# Melted Wax Ring?



## mc handyman (May 17, 2009)

We got a call from one of our ragular customers. It is a resort/lodge. They recently had an issue with "Bed Bugs" and had the pest control company come in and exterminate the nasties. 

They called and asked if I would look at their toilet as the said it was leaking. I figured it may have been a supply line that lost its seal but it wasn't. It is leaking from the base.

The toilet is located on a heated slab. When the exterminators came in they turned the in-slab heat up to the max and set up two portable jet heaters to burn out the bugs. Is it possible for the wax ring to melt from the increase temperature or could it be another issue?

I won't touch it simply because I am not a licensed plumber but I do want to ensure they find the source of the problem.


----------



## bob14-0 (Mar 26, 2008)

I've heard that wax rings are replaced with plastic ring whenever radiant floor is installed for the reasons you site. Not a plumber either but your theory is quite plausible.

Bob


----------



## cleveman (Dec 28, 2007)

Pull that toilet and tell us if there is a pool of wax underneath. I don't care if you are a plumber or not. Your father wasn't Casanova and he managed to reproduce.

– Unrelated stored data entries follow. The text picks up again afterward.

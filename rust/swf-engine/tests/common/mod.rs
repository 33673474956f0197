//! Shared fixtures for integration tests.

#![allow(dead_code, reason = "each test binary uses a different subset")]

use std::sync::Arc;

use chrono::{TimeZone, Utc};
use swf_engine::clock::{Clock, ManualClock};
use swf_engine::config::EngineConfig;
use swf_engine::decisions::ScheduleActivityTaskAttributes;
use swf_engine::domain::Domain;
use swf_engine::execution::{StartOptions, WorkflowExecution};
use swf_engine::service::WorkflowService;
use swf_engine::types::{
    ActivityType, ActivityTypeConfig, ChildPolicy, TaskList, TypeKey, WorkflowType, WorkflowTypeConfig,
};

pub const DOMAIN: &str = "test-domain";

pub fn manual_clock() -> Arc<ManualClock> {
    Arc::new(ManualClock::new(
        Utc.with_ymd_and_hms(2015, 1, 1, 12, 0, 0).unwrap(),
    ))
}

/// Domain with `test-activity` v1.1 registered without defaults.
pub fn basic_domain() -> Domain {
    let domain = Domain::new(DOMAIN, "90", None);
    domain
        .activity_types
        .register(ActivityType::new(
            TypeKey::new("test-activity", "v1.1"),
            ActivityTypeConfig::default(),
            None,
            Utc.with_ymd_and_hms(2015, 1, 1, 0, 0, 0).unwrap(),
        ))
        .unwrap();
    domain
}

pub fn workflow_type_config() -> WorkflowTypeConfig {
    WorkflowTypeConfig {
        default_task_list: Some(TaskList::new("queue")),
        default_child_policy: Some(ChildPolicy::Abandon),
        default_execution_start_to_close_timeout: Some("300".into()),
        default_task_start_to_close_timeout: Some("300".into()),
    }
}

pub fn basic_workflow_type() -> WorkflowType {
    WorkflowType::new(
        TypeKey::new("test-workflow", "v1.0"),
        workflow_type_config(),
        None,
        Utc.with_ymd_and_hms(2015, 1, 1, 0, 0, 0).unwrap(),
    )
}

pub fn make_execution(domain: &Domain, clock: Arc<ManualClock>) -> WorkflowExecution {
    WorkflowExecution::new(
        domain,
        &basic_workflow_type(),
        "ab1234",
        StartOptions {
            child_policy: Some(ChildPolicy::Terminate),
            ..Default::default()
        },
        clock as Arc<dyn Clock>,
    )
    .unwrap()
}

/// Fully specified attributes for `test-activity` v1.1.
pub fn valid_activity_attributes() -> ScheduleActivityTaskAttributes {
    ScheduleActivityTaskAttributes {
        task_list: Some(TaskList::new("task-list-name")),
        schedule_to_start_timeout: Some("600".into()),
        schedule_to_close_timeout: Some("600".into()),
        start_to_close_timeout: Some("600".into()),
        heartbeat_timeout: Some("300".into()),
        ..ScheduleActivityTaskAttributes::new("my-activity-001", TypeKey::new("test-activity", "v1.1"))
    }
}

/// Service with one domain, `test-workflow` v1.0 and `test-activity` v1.1.
pub fn service(clock: Arc<ManualClock>, config: EngineConfig) -> WorkflowService {
    let service = WorkflowService::new(config, clock as Arc<dyn Clock>);
    service.register_domain(DOMAIN, "90", None).unwrap();
    service
        .register_workflow_type(
            DOMAIN,
            TypeKey::new("test-workflow", "v1.0"),
            workflow_type_config(),
            None,
        )
        .unwrap();
    service
        .register_activity_type(
            DOMAIN,
            TypeKey::new("test-activity", "v1.1"),
            ActivityTypeConfig {
                default_task_list: Some(TaskList::new("activities")),
                default_task_schedule_to_start_timeout: Some("600".into()),
                default_task_schedule_to_close_timeout: Some("600".into()),
                default_task_start_to_close_timeout: Some("300".into()),
                default_task_heartbeat_timeout: Some("NONE".into()),
            },
            None,
        )
        .unwrap();
    service
}
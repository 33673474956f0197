//! Host process for the `swf-engine` workflow service.
//!
//! The daemon owns one [`WorkflowService`](swf_engine::WorkflowService)
//! backed by the system clock. At startup it loads [`config::AppConfig`],
//! installs logging, registers the configured domains and types
//! ([`bootstrap`]) and then runs the timeout [`sweeper`] until shut down.

pub mod bootstrap;
pub mod config;
pub mod logging;
pub mod sweeper;

use std::sync::Arc;

use swf_engine::clock::SystemClock;
use swf_engine::service::WorkflowService;

/// Build the service for a loaded configuration and seed it.
pub fn build_service(config: &config::AppConfig) -> anyhow::Result<Arc<WorkflowService>> {
    let service = Arc::new(WorkflowService::new(config.engine.clone(), Arc::new(SystemClock)));
    bootstrap::seed_service(&service, &config.bootstrap)?;
    Ok(service)
}
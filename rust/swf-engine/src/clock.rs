//! Time sources for the engine.
//!
//! Every timestamp the engine records (history events, task transitions,
//! heartbeats) and every timeout comparison goes through a [`Clock`], so the
//! whole state machine can run under simulated time.

use std::fmt::Debug;

use chrono::{DateTime, TimeDelta, Utc};
use parking_lot::Mutex;

/// Source of the current time.
pub trait Clock: Send + Sync + Debug {
    fn now(&self) -> DateTime<Utc>;
}

/// Wall-clock time.
#[derive(Debug, Default, Clone, Copy)]
pub struct SystemClock;

impl Clock for SystemClock {
    fn now(&self) -> DateTime<Utc> {
        Utc::now()
    }
}

/// Manually driven clock for deterministic tests and simulations.
#[derive(Debug)]
pub struct ManualClock {
    now: Mutex<DateTime<Utc>>,
}

impl ManualClock {
    #[must_use]
    pub fn new(start: DateTime<Utc>) -> Self {
        Self {
            now: Mutex::new(start),
        }
    }

    /// Move the clock forward.
    pub fn advance(&self, delta: TimeDelta) {
        let mut now = self.now.lock();
        *now += delta;
    }

    /// Move the clock forward by whole seconds.
    pub fn advance_secs(&self, secs: i64) {
        self.advance(TimeDelta::seconds(secs));
    }

    pub fn set(&self, instant: DateTime<Utc>) {
        *self.now.lock() = instant;
    }
}

impl Clock for ManualClock {
    fn now(&self) -> DateTime<Utc> {
        *self.now.lock()
    }
}

/// Seconds since the Unix epoch as a float, the timestamp format used in
/// execution and type descriptions.
#[must_use]
pub fn epoch_seconds(instant: DateTime<Utc>) -> f64 {
    instant.timestamp_millis() as f64 / 1000.0
}

#[cfg(test)]
mod tests {
    use super::*;
    use chrono::TimeZone;

    #[test]
    fn test_manual_clock_advances() {
        let start = Utc.with_ymd_and_hms(2015, 1, 1, 12, 0, 0).unwrap();
        let clock = ManualClock::new(start);
        assert_eq!(clock.now(), start);

        clock.advance_secs(90);
        assert_eq!(clock.now(), start + TimeDelta::seconds(90));
    }

    #[test]
    fn test_epoch_seconds() {
        let instant = Utc.with_ymd_and_hms(2015, 1, 1, 11, 0, 0).unwrap();
        assert!((epoch_seconds(instant) - 1_420_110_000.0).abs() < f64::EPSILON);
    }
}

I like the melting of wax rings by the exterminators. I like it a lot.


----------



## Mike's Plumbing (Jul 19, 2010)

Dude, it's a toilet....you can do it man...I believe in you brother...take the plunge and loosen the 2 bolts.:laughing:

Use plumbers putty

Mike


----------



## mc handyman (May 17, 2009)

Okay!!! That is the last time I take advice from a PLUMBER!!! So swung out to the resort this morning and removed the toilet. Sure enough- the ring was all slumped down and deformed. 

Ohh and another surprise... there was a massive terd that fell out of the toilet! How do you guys sleep at night? I have seen some nasty stuff but this terd had corn and peas in it! The smell... ohh 

OUt of all the tradesman I bow to you guys! You guys are the ones that battle in the trenches everyday! Thumbs up to you!:thumbsup:

Have you guys ever heard of this happening before? The whoel melting of the wax?


----------



## Inner10 (Mar 12, 2009)

> Have you guys ever heard of this happening before?

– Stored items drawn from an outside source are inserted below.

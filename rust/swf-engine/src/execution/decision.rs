//! Decision task lifecycle and decision application.

use chrono::{DateTime, Utc};

use super::{CloseStatus, WorkflowExecution};
use crate::decisions::{validate_decisions, Decision};
use crate::domain::Domain;
use crate::error::{SwfError, SwfResult};
use crate::history::EventAttributes;
use crate::tasks::{DecisionTask, TaskState};
use crate::types::TaskList;

impl WorkflowExecution {
    /// Schedule a decision task unless one is already pending.
    ///
    /// While a decision task is STARTED the request is remembered and a new
    /// task is scheduled once the in-flight one completes or times out.
    pub fn schedule_decision_task(&mut self, domain: &Domain) -> SwfResult<()> {
        self.ensure_open()?;
        let now = self.now();
        self.schedule_decision_task_at(domain, now)
    }

    pub(super) fn schedule_decision_task_at(&mut self, domain: &Domain, at: DateTime<Utc>) -> SwfResult<()> {
        if let Some(pending) = self.decision_tasks.iter().find(|t| t.state.is_open()) {
            if pending.state == TaskState::Started {
                self.decision_requested = true;
            }
            return Ok(());
        }

        let task_list = self.task_list()?;
        let start_to_close_timeout = self.task_start_to_close_timeout()?;
        let scheduled_event_id = self.history.append(
            at,
            EventAttributes::DecisionTaskScheduled {
                task_list: TaskList::new(task_list.clone()),
                start_to_close_timeout: start_to_close_timeout.clone(),
            },
        );

        let task = DecisionTask::new(task_list, start_to_close_timeout, scheduled_event_id, at);
        domain.enqueue_decision_task(&task.task_list, &task.task_token, &self.key());
        tracing::debug!(
            workflow_id = %self.workflow_id,
            task_list = %task.task_list,
            scheduled_event_id,
            "Scheduled decision task"
        );
        self.decision_tasks.push(task);
        self.open_counts.open_decision_tasks += 1;
        Ok(())
    }

    /// Claim a scheduled decision task for a decider.
    pub fn start_decision_task(
        &mut self,
        domain: &Domain,
        task_token: &str,
        identity: Option<String>,
    ) -> SwfResult<()> {
        self.ensure_open_for_task()?;
        let index = self.decision_task_index(task_token)?;
        let task = &self.decision_tasks[index];
        if task.state != TaskState::Scheduled {
            return Err(SwfError::validation(format!(
                "Decision task {task_token} is {}, expected SCHEDULED",
                task.state
            )));
        }

        let now = self.now();
        domain.decision_queues.remove(&task.task_list, task_token);
        let started_event_id = self.history.append(
            now,
            EventAttributes::DecisionTaskStarted {
                scheduled_event_id: task.scheduled_event_id,
                identity: identity.clone(),
            },
        );
        self.decision_tasks[index].start(identity, started_event_id, now);
        tracing::debug!(workflow_id = %self.workflow_id, started_event_id, "Started decision task");
        Ok(())
    }

    /// Close a started decision task and apply its decisions in order.
    ///
    /// The whole decision list is validated before anything is recorded.
    /// When a decision fails, or new events arrived while the task was in
    /// flight, another decision task is scheduled afterwards.
    pub fn complete_decision_task(
        &mut self,
        domain: &Domain,
        task_token: &str,
        decisions: Vec<Decision>,
        execution_context: Option<String>,
    ) -> SwfResult<()> {
        let (index, started_event_id) = self.started_decision_task(task_token)?;
        validate_decisions(&decisions)?;
        let task = &self.decision_tasks[index];

        let now = self.now();
        let decision_task_completed_event_id = self.history.append(
            now,
            EventAttributes::DecisionTaskCompleted {
                scheduled_event_id: task.scheduled_event_id,
                started_event_id,
                execution_context: execution_context.clone(),
            },
        );
        self.decision_tasks[index].state = TaskState::Completed;
        self.open_counts.open_decision_tasks = self.open_counts.open_decision_tasks.saturating_sub(1);
        if execution_context.is_some() {
            self.latest_execution_context = execution_context;
        }
        tracing::debug!(
            workflow_id = %self.workflow_id,
            decisions = decisions.len(),
            decision_task_completed_event_id,
            "Completed decision task"
        );

        let mut needs_decision = std::mem::take(&mut self.decision_requested);
        for decision in decisions {
            if !self.is_open() {
                break;
            }
            needs_decision |= self.apply_decision(domain, decision_task_completed_event_id, decision, now)?;
        }

        if needs_decision && self.is_open() {
            self.schedule_decision_task_at(domain, now)?;
        }
        Ok(())
    }

    /// Apply one decision. Returns whether the decider must be consulted again.
    fn apply_decision(
        &mut self,
        domain: &Domain,
        decision_task_completed_event_id: u64,
        decision: Decision,
        at: DateTime<Utc>,
    ) -> SwfResult<bool> {
        let needs_decision = match decision {
            Decision::ScheduleActivityTask { attributes } => self
                .schedule_activity_task_at(domain, decision_task_completed_event_id, &attributes, at)
                .is_some(),
            Decision::RequestCancelActivityTask { attributes } => self.request_cancel_activity_task_at(
                domain,
                decision_task_completed_event_id,
                &attributes.activity_id,
                at,
            ),
            Decision::CompleteWorkflowExecution { attributes } => {
                self.close_at(
                    domain,
                    at,
                    CloseStatus::Completed,
                    EventAttributes::WorkflowExecutionCompleted {
                        decision_task_completed_event_id,
                        result: attributes.result,
                    },
                )?;
                false
            }
            Decision::FailWorkflowExecution { attributes } => {
                self.close_at(
                    domain,
                    at,
                    CloseStatus::Failed,
                    EventAttributes::WorkflowExecutionFailed {
                        decision_task_completed_event_id,
                        reason: attributes.reason,
                        details: attributes.details,
                    },
                )?;
                false
            }
            Decision::CancelWorkflowExecution { attributes } => {
                self.close_at(
                    domain,
                    at,
                    CloseStatus::Canceled,
                    EventAttributes::WorkflowExecutionCanceled {
                        decision_task_completed_event_id,
                        details: attributes.details,
                    },
                )?;
                false
            }
            Decision::StartTimer { attributes } => self
                .start_timer_at(decision_task_completed_event_id, attributes, at)
                .is_some(),
            Decision::CancelTimer { attributes } => self
                .cancel_timer_at(decision_task_completed_event_id, &attributes.timer_id, at)
                .is_some(),
            Decision::RecordMarker { attributes } => {
                self.record_marker_at(decision_task_completed_event_id, attributes, at);
                false
            }
        };
        Ok(needs_decision)
    }

    /// Index and started event id of a STARTED decision task.
    pub(crate) fn started_decision_task(&self, task_token: &str) -> SwfResult<(usize, u64)> {
        self.ensure_open_for_task()?;
        let index = self.decision_task_index(task_token)?;
        let task = &self.decision_tasks[index];
        match (task.state, task.started_event_id) {
            (TaskState::Started, Some(started_event_id)) => Ok((index, started_event_id)),
            _ => Err(SwfError::validation(format!(
                "Decision task {task_token} is {}, expected STARTED",
                task.state
            ))),
        }
    }

    fn decision_task_index(&self, task_token: &str) -> SwfResult<usize> {
        self.decision_tasks
            .iter()
            .position(|t| t.task_token == task_token)
            .ok_or_else(|| SwfError::validation(format!("Invalid decision task token: {task_token}")))
    }
}
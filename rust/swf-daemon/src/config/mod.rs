//! Configuration management for the workflow daemon.
//!
//! Settings are layered, later sources overriding earlier ones:
//! 1. Built-in defaults
//! 2. An optional config file (`config/swf-daemon.{toml,yaml,json}` or an
//!    explicit path)
//! 3. `SWF__`-prefixed environment variables, `__` separating sections
//!    (`SWF__ENGINE__POLL_TIMEOUT_SECS=20`)
//!
//! ```rust,ignore
//! use swf_daemon::config::{AppConfig, ConfigValidator};
//!
//! let config = AppConfig::load(None)?;
//! ConfigValidator::validate(&config)?;
//! ```

pub mod seeds;
pub mod error;
pub mod validator;

pub use seeds::{ActivityTypeSeed, BootstrapConfig, DomainSeed, WorkflowTypeSeed};
pub use error::{ConfigResult, ConfigurationError};
pub use validator::ConfigValidator;

use serde::{Deserialize, Serialize};
use swf_engine::config::EngineConfig;

/// Environment prefix for overrides.
pub const ENV_PREFIX: &str = "SWF";

/// Default config file, looked up relative to the working directory.
pub const DEFAULT_CONFIG_FILE: &str = "config/swf-daemon";

/// Main application configuration.
#[derive(Debug, Clone, Default, PartialEq, Eq, Serialize, Deserialize)]
pub struct AppConfig {
    /// Engine tunables (poll timeout, history page size, sweep interval).
    #[serde(default)]
    pub engine: EngineConfig,
    /// Logging configuration.
    #[serde(default)]
    pub logging: LoggingConfig,
    /// Domains and types registered at startup.
    #[serde(default)]
    pub bootstrap: BootstrapConfig,
}

impl AppConfig {
    /// Load and validate configuration.
    ///
    /// `path` replaces the default config file; unlike the default it must
    /// exist.
    pub fn load(path: Option<&str>) -> anyhow::Result<Self> {
        let config = Self::load_unchecked(path)?;
        ConfigValidator::validate(&config)
            .map_err(|e| anyhow::anyhow!("Configuration validation failed:\n\n{e}"))?;
        Ok(config)
    }

    /// Load configuration without validation.
    pub fn load_unchecked(path: Option<&str>) -> anyhow::Result<Self> {
        // Load .env file if present
        let _ = dotenvy::dotenv();

        let file = match path {
            Some(path) => config::File::with_name(path).required(true),
            None => config::File::with_name(DEFAULT_CONFIG_FILE).required(false),
        };

        let config = config::Config::builder()
            .set_default("logging.level", default_log_level())?
            .set_default("logging.json", false)?
            .add_source(file)
            .add_source(
                config::Environment::with_prefix(ENV_PREFIX)
                    .prefix_separator("__")
                    .separator("__")
                    .try_parsing(true),
            )
            .build()?;

        Ok(config.try_deserialize()?)
    }
}

/// Logging configuration.
#[derive(Debug, Clone, PartialEq, Eq, Serialize, Deserialize)]
pub struct LoggingConfig {
    /// Filter directive used when `RUST_LOG` is unset.
    #[serde(default = "default_log_level")]
    pub level: String,
    /// Emit JSON lines instead of human-readable output.
    #[serde(default)]
    pub json: bool,
}

impl Default for LoggingConfig {
    fn default() -> Self {
        Self {
            level: default_log_level(),
            json: false,
        }
    }
}

fn default_log_level() -> String {
    "info".to_string()
}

Yeah I've heard of turds falling out of toilets from time to time.:laughing:

I know when they exterminate bed bugs they install as many electric heaters as your circuitry can handle to cook the buggers...and wax is well.....wax.


----------



## wyoming 1 (May 7, 2008)

I will check with my Radiant floor guy in the morning but if they cranked it up all the way up and usally in the slab is set to run at around 120-140 so the theory is sound.


----------



## world llc (Dec 9, 2008)

melted ring?


get ready for it










some one must of taken a hot dump:w00t:


----------



## bob14-0 (Mar 26, 2008)

mc handyman said:


> OUt of all the tradesman I bow to you guys! You guys are the ones that battle in the trenches everyday! Thumbs up to you!:thumbsup:


Let's not get carried away - When I started out in a plumbing warehouse back in '73, I was once called to the job from a plumber who told the boss he had an emergency and needed help. The emergency was a another trade took a crap in one of the tubs and the warehouse guy had to clean it up. On that day, I may not have possessed the skills to pour a lead joint, but I had more oakum than the plumber!

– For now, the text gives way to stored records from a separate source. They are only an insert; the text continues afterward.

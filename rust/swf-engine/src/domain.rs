//! Domains: the namespace owning types, executions and task-list queues.
//!
//! The domain is the arena of the engine. It owns every execution of the
//! namespace, keyed by [`ExecutionKey`]; executions refer back to their
//! domain and type by name only and receive `&Domain` when they need it.

use std::collections::HashMap;
use std::fmt;
use std::sync::Arc;

use parking_lot::{Mutex, RwLock};
use serde::{Deserialize, Serialize};

use crate::error::{SwfError, SwfResult};
use crate::execution::WorkflowExecution;
use crate::task_list::{PendingTask, TaskQueues};
use crate::types::{ActivityTypeConfig, RegistrationStatus, TypeRegistry, WorkflowTypeConfig};

/// Identity of one execution within a domain.
#[derive(Debug, Clone, PartialEq, Eq, Hash, PartialOrd, Ord, Serialize, Deserialize)]
#[serde(rename_all = "camelCase")]
pub struct ExecutionKey {
    pub workflow_id: String,
    pub run_id: String,
}

impl ExecutionKey {
    pub fn new(workflow_id: impl Into<String>, run_id: impl Into<String>) -> Self {
        Self {
            workflow_id: workflow_id.into(),
            run_id: run_id.into(),
        }
    }
}

impl fmt::Display for ExecutionKey {
    fn fmt(&self, f: &mut fmt::Formatter<'_>) -> fmt::Result {
        write!(
            f,
            "WorkflowExecution(workflow_id: {}, run_id: {})",
            self.workflow_id, self.run_id
        )
    }
}

/// Shared handle to an execution; the mutex is the execution's only lock.
pub type ExecutionHandle = Arc<Mutex<WorkflowExecution>>;

/// `domainInfo` projection.
#[derive(Debug, Clone, PartialEq, Eq, Serialize)]
#[serde(rename_all = "camelCase")]
pub struct DomainInfo {
    pub name: String,
    pub status: RegistrationStatus,
    #[serde(skip_serializing_if = "Option::is_none")]
    pub description: Option<String>,
}

#[derive(Debug, Clone, PartialEq, Eq, Serialize)]
#[serde(rename_all = "camelCase")]
pub struct DomainConfiguration {
    pub workflow_execution_retention_period_in_days: String,
}

/// Full domain description.
#[derive(Debug, Clone, PartialEq, Eq, Serialize)]
#[serde(rename_all = "camelCase")]
pub struct DomainDetail {
    pub domain_info: DomainInfo,
    pub configuration: DomainConfiguration,
}

/// A registered domain.
#[derive(Debug)]
pub struct Domain {
    name: String,
    description: Option<String>,
    retention_period_days: String,
    status: RwLock<RegistrationStatus>,
    pub workflow_types: TypeRegistry<WorkflowTypeConfig>,
    pub activity_types: TypeRegistry<ActivityTypeConfig>,
    pub decision_queues: TaskQueues,
    pub activity_queues: TaskQueues,
    executions: RwLock<HashMap<ExecutionKey, ExecutionHandle>>,
    tokens: Mutex<HashMap<String, ExecutionKey>>,
}

impl Domain {
    pub fn new(
        name: impl Into<String>,
        retention_period_days: impl Into<String>,
        description: Option<String>,
    ) -> Self {
        Self {
            name: name.into(),
            description,
            retention_period_days: retention_period_days.into(),
            status: RwLock::new(RegistrationStatus::Registered),
            workflow_types: TypeRegistry::new(),
            activity_types: TypeRegistry::new(),
            decision_queues: TaskQueues::new(),
            activity_queues: TaskQueues::new(),
            executions: RwLock::new(HashMap::new()),
            tokens: Mutex::new(HashMap::new()),
        }
    }

    pub fn name(&self) -> &str {
        &self.name
    }

    pub fn status(&self) -> RegistrationStatus {
        *self.status.read()
    }

    pub fn retention_period_days(&self) -> &str {
        &self.retention_period_days
    }

    pub fn deprecate(&self) -> SwfResult<()> {
        let mut status = self.status.write();
        if *status == RegistrationStatus::Deprecated {
            return Err(SwfError::DomainDeprecated(self.name.clone()));
        }
        *status = RegistrationStatus::Deprecated;
        tracing::info!(domain = %self.name, "Deprecated domain");
        Ok(())
    }

    /// Fail with `DomainDeprecated` unless the domain accepts new work.
    pub fn ensure_registered(&self) -> SwfResult<()> {
        match self.status() {
            RegistrationStatus::Registered => Ok(()),
            RegistrationStatus::Deprecated => Err(SwfError::DomainDeprecated(self.name.clone())),
        }
    }

    pub fn info(&self) -> DomainInfo {
        DomainInfo {
            name: self.name.clone(),
            status: self.status(),
            description: self.description.clone(),
        }
    }

    pub fn detail(&self) -> DomainDetail {
        DomainDetail {
            domain_info: self.info(),
            configuration: DomainConfiguration {
                workflow_execution_retention_period_in_days: self.retention_period_days.clone(),
            },
        }
    }

    // --- executions -------------------------------------------------------

    /// Insert an execution built by `build` unless an open execution with the
    /// same workflow id exists. The map stays locked across the check and the
    /// insert.
    pub fn insert_unique_execution(
        &self,
        workflow_id: &str,
        build: impl FnOnce() -> SwfResult<WorkflowExecution>,
    ) -> SwfResult<ExecutionHandle> {
        let mut executions = self.executions.write();
        let already_open = executions
            .iter()
            .filter(|(key, _)| key.workflow_id == workflow_id)
            .any(|(_, handle)| handle.lock().is_open());
        if already_open {
            return Err(SwfError::WorkflowExecutionAlreadyStarted {
                workflow_id: workflow_id.to_string(),
            });
        }

        let execution = build()?;
        let key = execution.key();
        let handle = Arc::new(Mutex::new(execution));
        executions.insert(key, Arc::clone(&handle));
        Ok(handle)
    }

    pub fn execution(&self, key: &ExecutionKey) -> SwfResult<ExecutionHandle> {
        self.executions
            .read()
            .get(key)
            .cloned()
            .ok_or_else(|| SwfError::unknown("execution", key.to_string()))
    }

    /// Resolve an execution by workflow id and optional run id. Without a run
    /// id the open execution of that workflow id is returned.
    pub fn find_execution(&self, workflow_id: &str, run_id: Option<&str>) -> SwfResult<ExecutionHandle> {
        if let Some(run_id) = run_id {
            return self.execution(&ExecutionKey::new(workflow_id, run_id));
        }
        self.executions
            .read()
            .iter()
            .filter(|(key, _)| key.workflow_id == workflow_id)
            .find(|(_, handle)| handle.lock().is_open())
            .map(|(_, handle)| Arc::clone(handle))
            .ok_or_else(|| {
                SwfError::unknown("execution", format!("WorkflowExecution(workflow_id: {workflow_id})"))
            })
    }

    /// Snapshot of every execution handle.
    pub fn executions(&self) -> Vec<ExecutionHandle> {
        self.executions.read().values().cloned().collect()
    }

    // --- task tokens ------------------------------------------------------

    /// Record which execution owns a task token.
    pub(crate) fn index_token(&self, task_token: &str, execution: &ExecutionKey) {
        self.tokens
            .lock()
            .insert(task_token.to_string(), execution.clone());
    }

    pub fn execution_key_for_token(&self, task_token: &str) -> Option<ExecutionKey> {
        self.tokens.lock().get(task_token).cloned()
    }

    pub(crate) fn enqueue_decision_task(&self, task_list: &str, task_token: &str, execution: &ExecutionKey) {
        self.index_token(task_token, execution);
        self.decision_queues.enqueue(
            task_list,
            PendingTask {
                task_token: task_token.to_string(),
                execution: execution.clone(),
            },
        );
    }

    pub(crate) fn enqueue_activity_task(&self, task_list: &str, task_token: &str, execution: &ExecutionKey) {
        self.index_token(task_token, execution);
        self.activity_queues.enqueue(
            task_list,
            PendingTask {
                task_token: task_token.to_string(),
                execution: execution.clone(),
            },
        );
    }
}
/// Retry `claim` each time `queues` is fed until it yields or `deadline` passes.
async fn long_poll<T>(
    queues: &TaskQueues,
    deadline: Instant,
    mut claim: impl FnMut() -> SwfResult<Option<T>>,
) -> SwfResult<Option<T>> {
    loop {
        let notified = queues.notified();
        tokio::pin!(notified);
        notified.as_mut().enable();

        if let Some(task) = claim()? {
            return Ok(Some(task));
        }
        if tokio::time::timeout_at(deadline, notified).await.is_err() {
            return Ok(None);
        }
    }
}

**** runs down hill, who needs a level?

Bob


----------



## Paulie (Feb 11, 2009)

Hah!

I just had to put a torch to one to get the water closet to set. 

Turns out wax gets hard when you leave it out in the van in 15 degree weather. :whistling

Thought about throwing it in the customers microwave for a quick minute but decided to pull the torch out instead. :w00t:


----------



## katoman (Apr 26, 2009)

So, what is the proper ring to install when there is a heated floor?


----------



## Timber Jockey (Nov 12, 2010)

There is a composite, or "plastic" toilet seal, meant to be used with radiant heated floors. It works great!


----------



## mc handyman (May 17, 2009)

Timber Jockey said:


> There is a composite, or "plastic" toilet seal, meant to be used with radiant heated floors. It works great!


 
That is what I thought. The local supply house out in the woods there didn't have one though. That is actually becoming standard in new construction regardless if there is in-floor heat isn't it?


----------



## mc handyman (May 17, 2009)

paulie said:


> Hah!
> 
> I just had to put a torch to one to get the water closet to set.
> 
> ...


Haha I could only imagine what your client would think if they saw you looking at the wax ring bubbling up in the nuker. Did the torch work well?


----------



## Timber Jockey (Nov 12, 2010)

mc handyman said:


> That is what I thought. The local supply house out in the woods there didn't have one though. That is actually becoming standard in new construction regardless if there is in-floor heat isn't it?


 I still use the wax rings with extensions when working on toilets, if there is NO heated floor. As soon as the client has any style of heated floor installed in the bathroom area, I switch to the "plastic" ring. In MY opinion..the tried and true wax seal does a perfectly good job..that is until you introduce heated floors. Don't know if it's better in ALL cases. JEEZ...what would the bees do if we stop using was rings???


----------



## KillerToiletSpider (May 27, 2007)

I don't use wax rings, nor do I use anything made of plastic designed to replace them.


----------



## Snobnd (Jul 1, 2008)

KillerToiletSpider said:


> I don't use wax rings, nor do I use anything made of plastic designed to replace them.


 

OK ill bite, What do you use to seal it??


----------



## Mike's Plumbing (Jul 19, 2010)

Snobnd said:


> OK ill bite, What do you use to seal it??


A lot of plumbers use plumbers putty, it's kinda old school. I've used it and it does work but I prefer wax of course.

Mike


----------



## wyoming 1 (May 7, 2008)

My radiant floorguy said yes they will melt and sag, he recommended a neoprene gasket


----------



## Mike's Plumbing (Jul 19, 2010)

Ask your radiant floor guy why he feels he needs to run the heat 1/8" from the flange.:blink:

I've done a ton of in floor heat and it's very rare to have a ring melt. People who wrap tubes around a toilet flange are morons.

Mike


----------